Indeed, to the government, the tribunal’s profile may be more important than its prosecution, as Hun Sen and Sok An seek to position the nation as a leader in social, economic, and political reforms. The government could hardly wait to broadcast this message regionally, when it hosted the latest nine-member Association of Southeast Asian Nations meeting. Among its bragging rights is that the country’s projected GDP growth is 6.7 percent in 2013. But like much government-sanctioned information, official data on hunger, jobs, and wages hardly reflect reality.
NGOs and on-the-ground diplomats estimate that almost a third of Cambodians are malnourished and even more suffer from stunted growth. Poverty is rooted in rural areas where farmers struggle with pollution and water-borne diseases. (Countrywide, fewer than half of Cambodian households have clean water access, and only a third have toilets.) Lack of economic opportunity defines life for the vast majority of Cambodians. The best prospects for average high school graduates: low-skill work in factories where employers face few restrictions. Factory workers earn roughly $70 a month. “If you’re a rock star,” says one diplomatic economic attaché, “you might work in an office and earn $90 a month.” Farm workers can expect $40 in monthly wages. To many, the lure of the sex industry’s dramatically higher pay proves irresistible, where anyone can earn as much as $500 a month. Officially regulated but poorly monitored, the sex trade targets the vulnerable; untold numbers of Cambodian girls are enslaved by brothels that pay off inspectors and pocket the profits.

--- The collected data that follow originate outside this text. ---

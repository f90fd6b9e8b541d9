//! Sequential reader over a session's shards.
//!
//! The cursor position is `(shard_index, byte_offset)`: the shard being read
//! and how far into it. One entry of look-ahead can be held back so a seek
//! lands on the first entry at or after the target time without losing it.

use std::fs::File;
use std::io::{BufReader, Seek, SeekFrom};
use std::path::{Path, PathBuf};

use tracing::{debug, warn};

use crate::proto::LogEntry;
use crate::recorder::shard::{read_record, shard_index, Result};

/// Reader over one session directory.
#[derive(Debug)]
pub struct LogCursor {
    dir: PathBuf,
    shards: Vec<PathBuf>,
    shard_index: usize,
    byte_offset: u64,
    reader: Option<BufReader<File>>,
    pending: Option<LogEntry>,
    /// Time of the last entry handed out, or the last seek target.
    position: Option<f64>,
    previous_position: Option<f64>,
    start_time: Option<f64>,
    end_time: Option<f64>,
}

impl LogCursor {
    /// Open a session directory and order its shards by index.
    pub fn open(dir: impl Into<PathBuf>) -> Result<Self> {
        let dir = dir.into();
        let mut shards: Vec<(u64, PathBuf)> = std::fs::read_dir(&dir)?
            .filter_map(|entry| entry.ok())
            .map(|entry| entry.path())
            .filter_map(|path| shard_index(&path).map(|i| (i, path)))
            .collect();
        shards.sort_by_key(|(i, _)| *i);

        debug!(dir = %dir.display(), shards = shards.len(), "Opened session");

        Ok(Self {
            dir,
            shards: shards.into_iter().map(|(_, p)| p).collect(),
            shard_index: 0,
            byte_offset: 0,
            reader: None,
            pending: None,
            position: None,
            previous_position: None,
            start_time: None,
            end_time: None,
        })
    }

    pub fn dir(&self) -> &Path {
        &self.dir
    }

    pub fn shard_count(&self) -> usize {
        self.shards.len()
    }

    /// Current `(shard_index, byte_offset)`.
    pub fn position(&self) -> (usize, u64) {
        (self.shard_index, self.byte_offset)
    }

    /// Time of the first entry of the first shard; 0 for an empty session.
    pub fn start_time(&mut self) -> f64 {
        if let Some(t) = self.start_time {
            return t;
        }
        let t = self
            .shards
            .first()
            .and_then(|path| first_entry_time(path))
            .unwrap_or(0.0);
        self.start_time = Some(t);
        t
    }

    /// Time of the last entry of the last shard; 0 for an empty session.
    pub fn end_time(&mut self) -> f64 {
        if let Some(t) = self.end_time {
            return t;
        }
        let t = self
            .shards
            .last()
            .and_then(|path| last_entry_time(path))
            .unwrap_or(0.0);
        self.end_time = Some(t);
        t
    }

    /// Time the cursor stands at: last entry handed out or last seek target.
    pub fn current_time(&mut self) -> f64 {
        match self.position {
            Some(t) => t,
            None => self.start_time(),
        }
    }

    /// Next entry in shard order, crossing shard boundaries.
    pub fn next_entry(&mut self) -> Result<Option<LogEntry>> {
        self.previous_position = self.position;

        if let Some(entry) = self.pending.take() {
            self.position = Some(entry.log_mono_time);
            return Ok(Some(entry));
        }

        loop {
            if self.reader.is_none() {
                let Some(path) = self.shards.get(self.shard_index) else {
                    return Ok(None);
                };
                let mut file = File::open(path)?;
                if self.byte_offset > 0 {
                    file.seek(SeekFrom::Start(self.byte_offset))?;
                }
                self.reader = Some(BufReader::new(file));
            }
            let Some(reader) = self.reader.as_mut() else {
                continue;
            };

            match read_record(reader)? {
                Some((entry, consumed)) => {
                    self.byte_offset += consumed;
                    self.position = Some(entry.log_mono_time);
                    return Ok(Some(entry));
                }
                None => {
                    self.reader = None;
                    self.shard_index += 1;
                    self.byte_offset = 0;
                }
            }
        }
    }

    /// Return the entry just taken from [`next_entry`](Self::next_entry).
    pub fn push_back(&mut self, entry: LogEntry) {
        self.pending = Some(entry);
        self.position = self.previous_position;
    }

    /// Position on the first entry with time at or after `time`.
    ///
    /// Rewinds to shard 0 first when `time` is not ahead of the cursor.
    pub fn seek_time(&mut self, time: f64) -> Result<()> {
        if self.position.is_some_and(|p| time <= p) {
            self.rewind();
        }

        while let Some(entry) = self.next_entry()? {
            if entry.log_mono_time >= time {
                self.pending = Some(entry);
                break;
            }
        }

        self.position = Some(time);
        self.previous_position = Some(time);
        Ok(())
    }

    fn rewind(&mut self) {
        self.shard_index = 0;
        self.byte_offset = 0;
        self.reader = None;
        self.pending = None;
        self.position = None;
        self.previous_position = None;
    }
}

fn first_entry_time(path: &Path) -> Option<f64> {
    let mut reader = BufReader::new(File::open(path).ok()?);
    match read_record(&mut reader) {
        Ok(entry) => entry.map(|(e, _)| e.log_mono_time),
        Err(e) => {
            warn!(shard = %path.display(), error = %e, "Cannot read first entry");
            None
        }
    }
}

fn last_entry_time(path: &Path) -> Option<f64> {
    let mut reader = BufReader::new(File::open(path).ok()?);
    let mut last = None;
    loop {
        match read_record(&mut reader) {
            Ok(Some((entry, _))) => last = Some(entry.log_mono_time),
            Ok(None) => return last,
            Err(e) => {
                warn!(shard = %path.display(), error = %e, "Cannot read to end of shard");
                return last;
            }
        }
    }
}
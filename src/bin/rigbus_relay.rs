//! rigbus-relay: bus rendezvous point
//!
//! Forwards every message from the ingress port to every subscriber on the
//! egress port, unmodified and without looking at topics.
//!
//! ## Architecture
//! ```text
//! [publishers] --(ingress)--> [rigbus-relay] --(egress)--> [subscribers]
//! ```
//!
//! ## Configuration
//! - `network.bind_host`, `network.ingress_port`, `network.egress_port`
//! - `network.hwm`: per-subscriber queue depth
//!
//! Any listener failure is fatal; the supervisor restarts the relay.

use tracing::{error, info};

use rigbus::bus::Relay;
use rigbus::config::Config;
use rigbus::utils::bootstrap::{init_tracing, parse_config_path, retry_with_backoff, shutdown_signal};

#[tokio::main(flavor = "current_thread")]
async fn main() -> Result<(), Box<dyn std::error::Error>> {
    init_tracing();

    let config = Config::load(parse_config_path().as_deref())?;
    let network = &config.network;
    let ingress = network.ingress_bind_addr();
    let egress = network.egress_bind_addr();

    let relay = retry_with_backoff("relay bind", || Relay::bind(&ingress, &egress, network.hwm)).await?;

    info!(ingress = %ingress, egress = %egress, "rigbus-relay started");

    tokio::select! {
        result = relay.run() => {
            if let Err(e) = &result {
                error!(error = %e, "Relay failed");
            }
            result?;
        }
        _ = shutdown_signal() => {
            info!("rigbus-relay shutting down");
        }
    }

    Ok(())
}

Near the top of Transparency International’s list of the world’s most corrupt nations, Cambodia has also earned the dubious distinction among human rights groups as one of the world’s worst abusers. Villagers fear the country’s judicial system, and bribes are the norm. Even the tribunal is not immune. Corruption allegations abound, starting with the Open Society Justice Initiative’s 2007 claim that Cambodia’s government demanded kickbacks in return for locals securing jobs, from support staff to judges.
Choeung Ek gained international notoriety in the 1984 film The Killing Fields. Ten miles south of Phnom Penh, the site is marked by an acrylic Buddhist stupa filled with thousands of human skulls. The Khmer Rouge massacred 17,000 people here and buried them in mass graves, and human bones still push through the powdery dirt. One of the country’s countless killing fields, Choeung Ek is among the top travel attractions the government promotes. It is part of a much bigger plan to develop genocide tourism as a robust industry.
Along a well-trodden path, a wooden sign conveys a stark message:
The Chemical Substance Storage Room: Here was the place where chemical substances such as DDT were kept. Executioners scattered these substances over dead bodies ... after execution ... to eliminate the stench from the dead bodies that could raise suspicion among people working near by the killing fields and ... to kill off victims who were buried alive.
Nearby, in a cleared-out area, two men sit side by side on a semicircular bench curving around part of a large picnic table. Across the way is a building filled with skulls and skeletal remains found on the site, memorializing the thousands who disappeared in the killing fields. The two men are quietly focused on the crowd gathered to hear them speak. They are together to tell their stories, tragic and entwined.